InSight+ Issue 45 / 19 November 2012

THE announcement in 2003 that the human genome had been sequenced brought much excitement to both the scientific and the general community. Almost 10 years on, what has changed as a result?

We can now diagnose many disorders, allowing individuals and families options in terms of medical care and preventive treatments. Discovery of new genetic causes of disease is a daily event. Discovering genes took many years in the 1990s but can now take a matter of weeks.

We are now on the cusp of a quantum leap in what can be done. Next-generation DNA sequencing, which is also called massive parallel sequencing, allows the exome or genome to be sequenced in hours.

The exome is the approximately 2% of the genome that makes up our 23 000 protein-coding genes. This is where most, but by no means all, mutations that result in genetic disease reside.

The current cost of whole exome sequencing is about $1000 and whole genome sequencing is about $5000.

A recent study published in the New England Journal of Medicine, has demonstrated the strength of this technology.

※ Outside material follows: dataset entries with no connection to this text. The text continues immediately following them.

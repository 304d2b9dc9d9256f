// This file is Copyright its original authors, visible in version control
// history.
//
// This file is licensed under the Apache License, Version 2.0 <LICENSE-APACHE
// or http://www.apache.org/licenses/LICENSE-2.0> or the MIT license
// <LICENSE-MIT or http://opensource.org/licenses/MIT>, at your option.
// You may not use this file except in accordance with one or both of these
// licenses.

use std::net::SocketAddr;
use std::str::FromStr;
use std::time::Duration;
use std::{fs, io};

use clap::Parser;
use log::LevelFilter;
use serde::{Deserialize, Serialize};

use crate::api::types::LiquidityParams;
use crate::liquidity::autolooper::DEFAULT_TICK_INTERVAL;
use crate::liquidity::params::Parameters;

/// Configuration for the swapd daemon.
#[derive(Debug)]
pub(crate) struct Config {
	pub rest_service_addr: SocketAddr,
	pub swap_server_url: String,
	pub tick_interval: Duration,
	pub log_level: LevelFilter,
	pub log_file_path: Option<String>,
	/// The initial autoloop parameters; operators adjust them at runtime
	/// through the REST surface.
	pub liquidity: Parameters,
}

/// A builder for `Config`.
#[derive(Default)]
struct ConfigBuilder {
	rest_service_address: Option<String>,
	swap_server_url: Option<String>,
	tick_interval_secs: Option<u64>,
	log_level: Option<String>,
	log_file_path: Option<String>,
	liquidity: Option<LiquidityParams>,
}

impl ConfigBuilder {
	fn merge_toml(&mut self, toml: TomlConfig) {
		if let Some(daemon) = toml.daemon {
			self.rest_service_address =
				daemon.rest_service_address.or(self.rest_service_address.clone());
			self.swap_server_url = daemon.swap_server_url.or(self.swap_server_url.clone());
			self.tick_interval_secs = daemon.tick_interval_secs.or(self.tick_interval_secs);
		}

		if let Some(log) = toml.log {
			self.log_level = log.level.or(self.log_level.clone());
			self.log_file_path = log.file.or(self.log_file_path.clone());
		}

		if let Some(liquidity) = toml.liquidity {
			self.liquidity = Some(liquidity);
		}
	}

	fn merge_args(&mut self, args: &ArgsConfig) {
		if let Some(rest_service_address) = &args.rest_service_address {
			self.rest_service_address = Some(rest_service_address.clone());
		}

		if let Some(swap_server_url) = &args.swap_server_url {
			self.swap_server_url = Some(swap_server_url.clone());
		}

		if let Some(log_level) = &args.log_level {
			self.log_level = Some(log_level.clone());
		}
	}

	fn build(self) -> io::Result<Config> {
		let rest_service_addr = self
			.rest_service_address
			.ok_or_else(|| missing_field_err("rest_service_address"))?
			.parse::<SocketAddr>()
			.map_err(|e| {
				io::Error::new(
					io::ErrorKind::InvalidInput,
					format!("Invalid rest service address: {}", e),
				)
			})?;

		let swap_server_url =
			self.swap_server_url.ok_or_else(|| missing_field_err("swap_server_url"))?;

		let tick_interval = self
			.tick_interval_secs
			.map(Duration::from_secs)
			.unwrap_or(DEFAULT_TICK_INTERVAL);
		if tick_interval.is_zero() {
			return Err(io::Error::new(
				io::ErrorKind::InvalidInput,
				"tick_interval_secs must be non-zero".to_string(),
			));
		}

		let log_level = self
			.log_level
			.as_ref()
			.map(|level_str| {
				LevelFilter::from_str(level_str).map_err(|e| {
					io::Error::new(
						io::ErrorKind::InvalidInput,
						format!("Invalid log level configured: {}", e),
					)
				})
			})
			.transpose()?
			.unwrap_or(LevelFilter::Debug);

		let liquidity = self
			.liquidity
			.map(Parameters::try_from)
			.transpose()
			.map_err(|e| io::Error::new(io::ErrorKind::InvalidInput, e.to_string()))?
			.unwrap_or_default();

		Ok(Config {
			rest_service_addr,
			swap_server_url,
			tick_interval,
			log_level,
			log_file_path: self.log_file_path,
			liquidity,
		})
	}
}

/// Configuration loaded from a TOML file.
#[derive(Deserialize, Serialize)]
pub(crate) struct TomlConfig {
	daemon: Option<DaemonConfig>,
	log: Option<LogConfig>,
	liquidity: Option<LiquidityParams>,
}

#[derive(Deserialize, Serialize)]
struct DaemonConfig {
	rest_service_address: Option<String>,
	swap_server_url: Option<String>,
	tick_interval_secs: Option<u64>,
}

#[derive(Deserialize, Serialize)]
struct LogConfig {
	level: Option<String>,
	file: Option<String>,
}

#[derive(Parser, Debug)]
#[command(
	version,
	about = "swapd configuration",
	long_about = None,
	override_usage = "swapd [config_path]"
)]
pub(crate) struct ArgsConfig {
	#[arg(required = false, help = "The configuration file for running swapd.")]
	config_file: Option<String>,

	#[arg(
		long,
		env = "SWAPD_REST_SERVICE_ADDRESS",
		help = "The listen address for the swapd operator API."
	)]
	rest_service_address: Option<String>,

	#[arg(
		long,
		env = "SWAPD_SWAP_SERVER_URL",
		help = "The base URL of the swap daemon backend."
	)]
	swap_server_url: Option<String>,

	#[arg(long, env = "SWAPD_LOG_LEVEL", help = "The log level filter.")]
	log_level: Option<String>,
}

pub(crate) fn load_config(args: &ArgsConfig) -> io::Result<Config> {
	let mut builder = ConfigBuilder::default();

	if let Some(path) = &args.config_file {
		let content = fs::read_to_string(path).map_err(|e| {
			io::Error::new(e.kind(), format!("Failed to read config file '{}': {}", path, e))
		})?;
		let toml_config: TomlConfig = toml::from_str(&content).map_err(|e| {
			io::Error::new(
				io::ErrorKind::InvalidData,
				format!("Config file contains invalid TOML format: {}", e),
			)
		})?;

		builder.merge_toml(toml_config);
	}

	builder.merge_args(args);

	builder.build()
}

fn missing_field_err(field: &str) -> io::Error {
	io::Error::new(
		io::ErrorKind::InvalidInput,
		format!(
			"Missing `{}`. Please provide it via config file, CLI argument, or environment variable.",
			field
		),
	)
}

#[cfg(test)]
mod tests {
	use super::*;
	use crate::client::types::ShortChannelId;
	use crate::liquidity::fees::{FeeLimit, FeePortion};

	const DEFAULT_CONFIG: &str = r#"
				[daemon]
				rest_service_address = "127.0.0.1:8477"
				swap_server_url = "https://localhost:11010"
				tick_interval_secs = 300

				[log]
				level = "Trace"
				file = "/var/log/swapd.log"

				[liquidity]
				autoloop = true
				auto_fee_budget_sat = 50000
				auto_fee_start_date = "2023-11-14T22:13:20Z"
				max_auto_in_flight = 2
				failure_backoff_secs = 3600
				sweep_conf_target = 10
				htlc_conf_target = 3
				client_timeout_secs = 15

				[liquidity.fee_limit]
				fee_portion_ppm = 10000

				[[liquidity.channel_rules]]
				channel_id = 123
				swap_type = "out"
				min_incoming_pct = 10
				min_outgoing_pct = 10
				"#;

	fn empty_args_config() -> ArgsConfig {
		ArgsConfig {
			config_file: None,
			rest_service_address: None,
			swap_server_url: None,
			log_level: None,
		}
	}

	fn missing_field_msg(field: &str) -> String {
		format!(
			"Missing `{}`. Please provide it via config file, CLI argument, or environment variable.",
			field
		)
	}

	#[test]
	fn test_config_from_file() {
		let storage_path = std::env::temp_dir();
		let config_file_name = "test_swapd_config_from_file.toml";

		fs::write(storage_path.join(config_file_name), DEFAULT_CONFIG).unwrap();

		let mut args_config = empty_args_config();
		args_config.config_file =
			Some(storage_path.join(config_file_name).to_string_lossy().to_string());

		let config = load_config(&args_config).unwrap();

		assert_eq!(config.rest_service_addr, "127.0.0.1:8477".parse().unwrap());
		assert_eq!(config.swap_server_url, "https://localhost:11010");
		assert_eq!(config.tick_interval, Duration::from_secs(300));
		assert_eq!(config.log_level, LevelFilter::Trace);
		assert_eq!(config.log_file_path, Some("/var/log/swapd.log".to_string()));

		let liquidity = &config.liquidity;
		assert!(liquidity.autoloop);
		assert_eq!(liquidity.auto_fee_budget_sat, 50_000);
		assert_eq!(liquidity.max_auto_in_flight, 2);
		assert_eq!(liquidity.failure_backoff, Duration::from_secs(3_600));
		assert_eq!(
			liquidity.fee_limit,
			FeeLimit::Portion(FeePortion { fee_portion_ppm: 10_000 })
		);
		assert_eq!(liquidity.channel_rules.len(), 1);
		assert!(liquidity.channel_rules.contains_key(&ShortChannelId(123)));
	}

	#[test]
	fn test_config_defaults_without_liquidity_section() {
		let storage_path = std::env::temp_dir();
		let config_file_name = "test_swapd_config_defaults.toml";

		let toml_config = r#"
				[daemon]
				rest_service_address = "127.0.0.1:8477"
				swap_server_url = "https://localhost:11010"
				"#;
		fs::write(storage_path.join(config_file_name), toml_config).unwrap();

		let mut args_config = empty_args_config();
		args_config.config_file =
			Some(storage_path.join(config_file_name).to_string_lossy().to_string());

		let config = load_config(&args_config).unwrap();
		assert_eq!(config.tick_interval, DEFAULT_TICK_INTERVAL);
		assert_eq!(config.log_level, LevelFilter::Debug);
		assert_eq!(config.liquidity, Parameters::default());
	}

	#[test]
	fn test_config_missing_fields() {
		let args_config = empty_args_config();
		let err = load_config(&args_config).unwrap_err();
		assert_eq!(err.kind(), io::ErrorKind::InvalidInput);
		assert_eq!(err.to_string(), missing_field_msg("rest_service_address"));

		let mut args_config = empty_args_config();
		args_config.rest_service_address = Some("127.0.0.1:8477".to_string());
		let err = load_config(&args_config).unwrap_err();
		assert_eq!(err.to_string(), missing_field_msg("swap_server_url"));
	}

	#[test]
	fn test_args_config_overrides_file() {
		let storage_path = std::env::temp_dir();
		let config_file_name = "test_swapd_args_override.toml";

		fs::write(storage_path.join(config_file_name), DEFAULT_CONFIG).unwrap();

		let mut args_config = empty_args_config();
		args_config.config_file =
			Some(storage_path.join(config_file_name).to_string_lossy().to_string());
		args_config.rest_service_address = Some("127.0.0.1:9000".to_string());
		args_config.log_level = Some("Info".to_string());

		let config = load_config(&args_config).unwrap();
		assert_eq!(config.rest_service_addr, "127.0.0.1:9000".parse().unwrap());
		assert_eq!(config.log_level, LevelFilter::Info);
		// Fields without an override keep the file's values.
		assert_eq!(config.swap_server_url, "https://localhost:11010");
	}

	#[test]
	fn test_invalid_liquidity_section_rejected() {
		let storage_path = std::env::temp_dir();
		let config_file_name = "test_swapd_invalid_liquidity.toml";

		let toml_config = r#"
				[daemon]
				rest_service_address = "127.0.0.1:8477"
				swap_server_url = "https://localhost:11010"

				[liquidity]
				auto_fee_start_date = "not-a-date"
				"#;
		fs::write(storage_path.join(config_file_name), toml_config).unwrap();

		let mut args_config = empty_args_config();
		args_config.config_file =
			Some(storage_path.join(config_file_name).to_string_lossy().to_string());

		let err = load_config(&args_config).unwrap_err();
		assert_eq!(err.kind(), io::ErrorKind::InvalidInput);
		assert!(err.to_string().contains("auto_fee_start_date"));
	}
}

A Dutch team undertook whole exome sequencing in 100 individuals with undiagnosed intellectual disability and an IQ less than 50, and their parents. The researchers were able to make a definite diagnosis in 16% and a possible diagnosis in another 19%. Three new disease genes were found in this study.

Putting this outcome into context, a standard chromosome test will result in a diagnosis in about 4% and a molecular karyotype will result in a diagnosis in about 10%–15%.

This new technology may in time triple the number diagnoses in individuals with intellectual disability. This will be of enormous benefit to families who will have an answer to the question of “why has this happened” to their child/sibling. It will allow accurate genetic counselling and provide reproductive options including pre-implantation genetic diagnosis using in-vitro fertilisation, to allow families certainty that future children will not be similarly affected.

So what is standing in the way of introducing this technology into routine clinical care?

While the test itself costs about $1000, analysis of the data costs many thousands of dollars. Whole genome sequencing generates data on about three billion DNA nucleotides and whole exome sequencing on about 60 million nucleotides. Genetic disease can result from an alteration in one of these.

Separating the wheat from the chaff is a major challenge.

Bio-informaticians are critical players in enabling this technology to be available in the clinic by continuing to refine methods to identify disease-causing alterations and being able to ignore the thousands of benign polymorphisms.

Some families are choosing to pay for this technology. This can require an outlay of $10 000 or more and may not lead to an answer. The costs, however, are coming down rapidly.

Like all new genetic technologies, there are ethical issues that need to be considered. What should be done about the discovery of alterations that predispose to a disease that is completely unrelated to the one being studied?

An example is the discovery of a BRCA1 mutation that results in an increased risk of breast and ovarian cancer. Non-paternity and incest can also be uncovered by this technology — how should such discoveries be dealt with?

The ability to rapidly and accurately sequence the exome and genome in an affordable way will soon be a reality and will mean that this technology will come into clinical care in the very near future. This will bring many answers but will also raise many questions.

All medical practitioners will need to gain some understanding of this technology to be able to answer questions that their patients will inevitably ask about the availability and interpretation of such testing.

We are about to experience the greatest advance in genetic medicine in 25 years. These are indeed exciting times to work in clinical medicine!

Professor Martin Delatycki is the director of the Bruce Lefroy Centre for Genetic Health Research at the Murdoch Childrens Research Institute at the Royal Children’s Hospital, Melbourne, and director of clinical genetics at Austin Health.